Ankara has done little so far to improve language proficiency among Turks returning from abroad or to assist them with reintegration. Turkish Prime Minister Recep Tayyip Erdogan warned Turkish Germans in Cologne two years ago against giving up their “Turkish identity,” but didn’t detail how his government might help citizens living abroad to preserve it. So far Turkey’s cultural policy has consisted mainly of exporting imams.
“Why isn’t there a Turkish equivalent of the Goethe Institute, for example?” says Latif Durlanik, who lives in Hamburg. “Why do people in Turkish cultural centers do nothing but smoke and play cards?”
House Cleaning in Germany
Ankara now plans to create a governmental authority for Turks abroad, formally establishing at least one institution available to the diaspora -- and perhaps to returnees in Turkey as well. The precise function of this authority remains unclear. “People expect Turkey to hear the voices of our brothers working in the EU and Germany,” the government minister responsible for the project declared a few weeks ago.
The German government has also had its own cases of failing to help Turkish Germans. Sükriye Dönmez arrived in Berlin’s Kreuzberg district with her parents as a baby in 1969 and lived there for 40 years. She became an actor, then a director, achieving acclaim as “Berlin’s most beautiful nurse” in her role as Ayfer, the head nurse on the television series “Klinikum Berlin Mitte.” She also starred in Fatih Akin’s first short film (“Sensin - Du bist es!”) and appeared in his first feature-length movie, “Short Sharp Shock” (“Kurz und schmerzlos”), about a Turkish-Greek-Serbian gang in Hamburg.
Dönmez lacked German citizenship, since she was born in Turkey, but when she applied for naturalization in March 1999, she figured it would be a technicality. She’d paid taxes in Germany, made German films, and -- aside from the few months just after she was born -- had never lived anywhere else.

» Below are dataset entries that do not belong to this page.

//! Declarative datatype coercion

use super::{Record, Value};
use crate::error::RecordError;
use serde::{Deserialize, Serialize};
use std::fmt;

/// Target type of a coercion
#[derive(Debug, Clone, Copy, PartialEq, Eq, Serialize, Deserialize)]
#[serde(rename_all = "kebab-case")]
pub enum DataType {
    #[serde(alias = "text", alias = "str")]
    String,
    #[serde(alias = "integer")]
    Int,
    #[serde(alias = "double", alias = "number")]
    Float,
    #[serde(alias = "boolean")]
    Bool,
    /// Strict JSON: invalid text is an error
    Json,
    /// Lenient JSON: invalid text stays a string
    #[serde(alias = "json_or_string")]
    JsonOrString,
}

impl DataType {
    fn as_str(self) -> &'static str {
        match self {
            DataType::String => "string",
            DataType::Int => "int",
            DataType::Float => "float",
            DataType::Bool => "bool",
            DataType::Json => "json",
            DataType::JsonOrString => "json-or-string",
        }
    }
}

impl fmt::Display for DataType {
    fn fmt(&self, f: &mut fmt::Formatter<'_>) -> fmt::Result {
        f.write_str(self.as_str())
    }
}

/// `{name, type}` entry of a bind's `datatype_mapping`
///
/// `name` is a field name or a dotted path into nested records.
#[derive(Debug, Clone, PartialEq, Eq, Serialize, Deserialize)]
pub struct DatatypeMapping {
    pub name: String,
    #[serde(rename = "type")]
    pub datatype: DataType,
}

impl DatatypeMapping {
    pub fn new(name: impl Into<String>, datatype: DataType) -> Self {
        DatatypeMapping {
            name: name.into(),
            datatype,
        }
    }
}

impl Record {
    /// Apply every mapping in order
    ///
    /// A field literally named like the mapping wins over the dotted path.
    /// Absent fields are skipped.
    pub fn cast(&mut self, mappings: &[DatatypeMapping]) -> Result<(), RecordError> {
        for mapping in mappings {
            if self.contains(&mapping.name) {
                cast_path(self, &[mapping.name.as_str()], &mapping.name, mapping.datatype)?;
            } else {
                let path: Vec<&str> = mapping.name.split('.').collect();
                cast_path(self, &path, &mapping.name, mapping.datatype)?;
            }
        }
        Ok(())
    }
}

fn cast_path(
    record: &mut Record,
    path: &[&str],
    full: &str,
    to: DataType,
) -> Result<(), RecordError> {
    let Some((head, rest)) = path.split_first() else {
        return Ok(());
    };
    let Some(value) = record.get_mut(head) else {
        return Ok(());
    };

    if rest.is_empty() {
        let current = std::mem::replace(value, Value::Null);
        *value = cast_value(current, to, full)?;
        return Ok(());
    }

    match value {
        Value::Records(rows) => rows
            .iter_mut()
            .try_for_each(|row| cast_path(row, rest, full, to)),
        Value::Object(inner) => cast_path(inner, rest, full, to),
        Value::Null => Ok(()),
        _ => Err(RecordError::UnsupportedConversion(full.to_string())),
    }
}

fn cast_error(field: &str, to: DataType, value: &Value) -> RecordError {
    RecordError::Cast {
        field: field.to_string(),
        to: to.as_str(),
        value: value.to_text().unwrap_or_else(|| "null".to_string()),
    }
}

fn cast_value(value: Value, to: DataType, field: &str) -> Result<Value, RecordError> {
    if value.is_null() {
        return Ok(match to {
            DataType::Json | DataType::JsonOrString => Value::Json(serde_json::Value::Null),
            _ => Value::Null,
        });
    }

    match to {
        DataType::String => match value {
            Value::Text(_) => Ok(value),
            Value::Json(serde_json::Value::String(s)) => Ok(Value::Text(s)),
            other => other
                .to_text()
                .map(Value::Text)
                .ok_or_else(|| cast_error(field, to, &Value::Null)),
        },
        DataType::Int => to_int(&value)
            .map(Value::Int)
            .ok_or_else(|| cast_error(field, to, &value)),
        DataType::Float => to_float(&value)
            .map(Value::Float)
            .ok_or_else(|| cast_error(field, to, &value)),
        DataType::Bool => to_bool(&value)
            .map(Value::Bool)
            .ok_or_else(|| cast_error(field, to, &value)),
        DataType::Json | DataType::JsonOrString => match value {
            Value::Json(_) => Ok(value),
            Value::Text(text) => match parse_json(text.as_bytes()) {
                Some(json) => Ok(Value::Json(json)),
                None if to == DataType::JsonOrString || text.is_empty() => Ok(Value::Text(text)),
                None => Err(cast_error(field, to, &Value::Text(text))),
            },
            Value::Bytes(bytes) => match parse_json(&bytes) {
                Some(json) => Ok(Value::Json(json)),
                None if to == DataType::JsonOrString => {
                    Ok(Value::Text(String::from_utf8_lossy(&bytes).into_owned()))
                }
                None => Err(cast_error(field, to, &Value::Bytes(bytes))),
            },
            other => serde_json::to_value(&other)
                .map(Value::Json)
                .map_err(|_| cast_error(field, to, &other)),
        },
    }
}

fn parse_json(raw: &[u8]) -> Option<serde_json::Value> {
    serde_json::from_slice(raw).ok()
}

fn to_int(value: &Value) -> Option<i64> {
    match value {
        Value::Int(i) => Some(*i),
        Value::Float(f) if f.is_finite() => Some(f.trunc() as i64),
        Value::Bool(b) => Some(i64::from(*b)),
        Value::Text(_) | Value::Bytes(_) | Value::Json(_) => {
            let text = value.to_text()?;
            let text = text.trim();
            text.parse::<i64>().ok().or_else(|| {
                text.parse::<f64>()
                    .ok()
                    .filter(|f| f.is_finite())
                    .map(|f| f.trunc() as i64)
            })
        }
        _ => None,
    }
}

fn to_float(value: &Value) -> Option<f64> {
    match value {
        Value::Float(f) => Some(*f),
        Value::Int(i) => Some(*i as f64),
        Value::Bool(b) => Some(if *b { 1.0 } else { 0.0 }),
        Value::Text(_) | Value::Bytes(_) | Value::Json(_) => value.to_text()?.trim().parse().ok(),
        _ => None,
    }
}

fn to_bool(value: &Value) -> Option<bool> {
    match value {
        Value::Bool(b) => Some(*b),
        Value::Int(i) => Some(*i != 0),
        Value::Float(f) => Some(*f != 0.0),
        Value::Text(_) | Value::Bytes(_) | Value::Json(_) => {
            match value.to_text()?.trim().to_ascii_lowercase().as_str() {
                "1" | "t" | "true" | "y" | "yes" | "on" => Some(true),
                "" | "0" | "f" | "false" | "n" | "no" | "off" => Some(false),
                _ => None,
            }
        }
        _ => None,
    }
}

#[cfg(test)]
mod tests {
    use super::*;
    use serde_json::json;

    fn mapping(name: &str, datatype: DataType) -> DatatypeMapping {
        DatatypeMapping::new(name, datatype)
    }

    #[test]
    fn test_cast_int_from_text() {
        let mut record: Record = [("age", "20")].into_iter().collect();
        record.cast(&[mapping("age", DataType::Int)]).unwrap();
        assert_eq!(record.get("age"), Some(&Value::Int(20)));
    }

    #[test]
    fn test_cast_scalars() {
        let mut record: Record = [
            ("price", Value::from("12.5")),
            ("active", Value::from("yes")),
            ("code", Value::Int(7)),
        ]
        .into_iter()
        .collect();

        record
            .cast(&[
                mapping("price", DataType::Float),
                mapping("active", DataType::Bool),
                mapping("code", DataType::String),
            ])
            .unwrap();

        assert_eq!(record.get("price"), Some(&Value::Float(12.5)));
        assert_eq!(record.get("active"), Some(&Value::Bool(true)));
        assert_eq!(record.get("code"), Some(&Value::Text("7".into())));
    }

    #[test]
    fn test_cast_invalid_int_fails() {
        let mut record: Record = [("age", "twenty")].into_iter().collect();
        let err = record.cast(&[mapping("age", DataType::Int)]).unwrap_err();
        assert!(matches!(err, RecordError::Cast { to: "int", .. }));
    }

    #[test]
    fn test_cast_null_to_json() {
        let mut record: Record = [("meta", Value::Null)].into_iter().collect();
        record.cast(&[mapping("meta", DataType::Json)]).unwrap();
        assert_eq!(record.get("meta"), Some(&Value::Json(serde_json::Value::Null)));
        assert_eq!(serde_json::to_value(&record).unwrap(), json!({"meta": null}));
    }

    #[test]
    fn test_cast_json_policies() {
        let mut record: Record = [
            ("good", Value::from(r#"{"a":1}"#)),
            ("bad", Value::from("not json")),
        ]
        .into_iter()
        .collect();

        record
            .cast(&[
                mapping("good", DataType::Json),
                mapping("bad", DataType::JsonOrString),
            ])
            .unwrap();
        assert_eq!(record.get("good"), Some(&Value::Json(json!({"a": 1}))));
        assert_eq!(record.get("bad"), Some(&Value::Text("not json".into())));

        let err = record.cast(&[mapping("bad", DataType::Json)]).unwrap_err();
        assert!(matches!(err, RecordError::Cast { to: "json", .. }));
    }

    #[test]
    fn test_cast_through_nested_records() {
        let record: Record = [
            ("staff.name", Value::from(vec!["a", "b"])),
            ("staff.age", Value::from(vec!["1", "2"])),
        ]
        .into_iter()
        .collect();
        let mut record = record.reshape_nested().unwrap();

        record.cast(&[mapping("staff.age", DataType::Int)]).unwrap();
        assert_eq!(
            serde_json::to_value(&record).unwrap(),
            json!({"staff": [{"name": "a", "age": 1}, {"name": "b", "age": 2}]})
        );
    }

    #[test]
    fn test_cast_path_through_scalar_fails() {
        let mut record: Record = [("staff", "x")].into_iter().collect();
        let err = record.cast(&[mapping("staff.age", DataType::Int)]).unwrap_err();
        assert!(matches!(err, RecordError::UnsupportedConversion(path) if path == "staff.age"));
    }

    #[test]
    fn test_mapping_deserializes_type_names() {
        let parsed: Vec<DatatypeMapping> = serde_json::from_value(json!([
            {"name": "a", "type": "int"},
            {"name": "b", "type": "json-or-string"},
            {"name": "c", "type": "boolean"},
        ]))
        .unwrap();

        assert_eq!(parsed[0].datatype, DataType::Int);
        assert_eq!(parsed[1].datatype, DataType::JsonOrString);
        assert_eq!(parsed[2].datatype, DataType::Bool);
    }
}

She waited five years for a decision. Her irregular source of income was the problem, the authorities explained in their rejection, and if Dönmez wanted German citizenship, she would need steady employment. “Why don’t you get a housecleaning job,” the woman at the registration office suggested. “I declined politely,” Dönmez says, “and moved to Turkey instead.”
She now lives in Cihangir, an artists’ neighborhood in Istanbul that is “not so different from Kreuzberg,” in Dönmez’s words. There she’s working on a TV series about Turks returning from Germany. The main character is a Turkish German woman adrift in Turkey. Dönmez plans to call the series “Kültürschock,” inserting the Turkish word for “culture” into the German term for “culture shock.”
Dönmez, meanwhile, finds it amusing to be just Turkish for a while. “Now I’m a guest worker,” she says.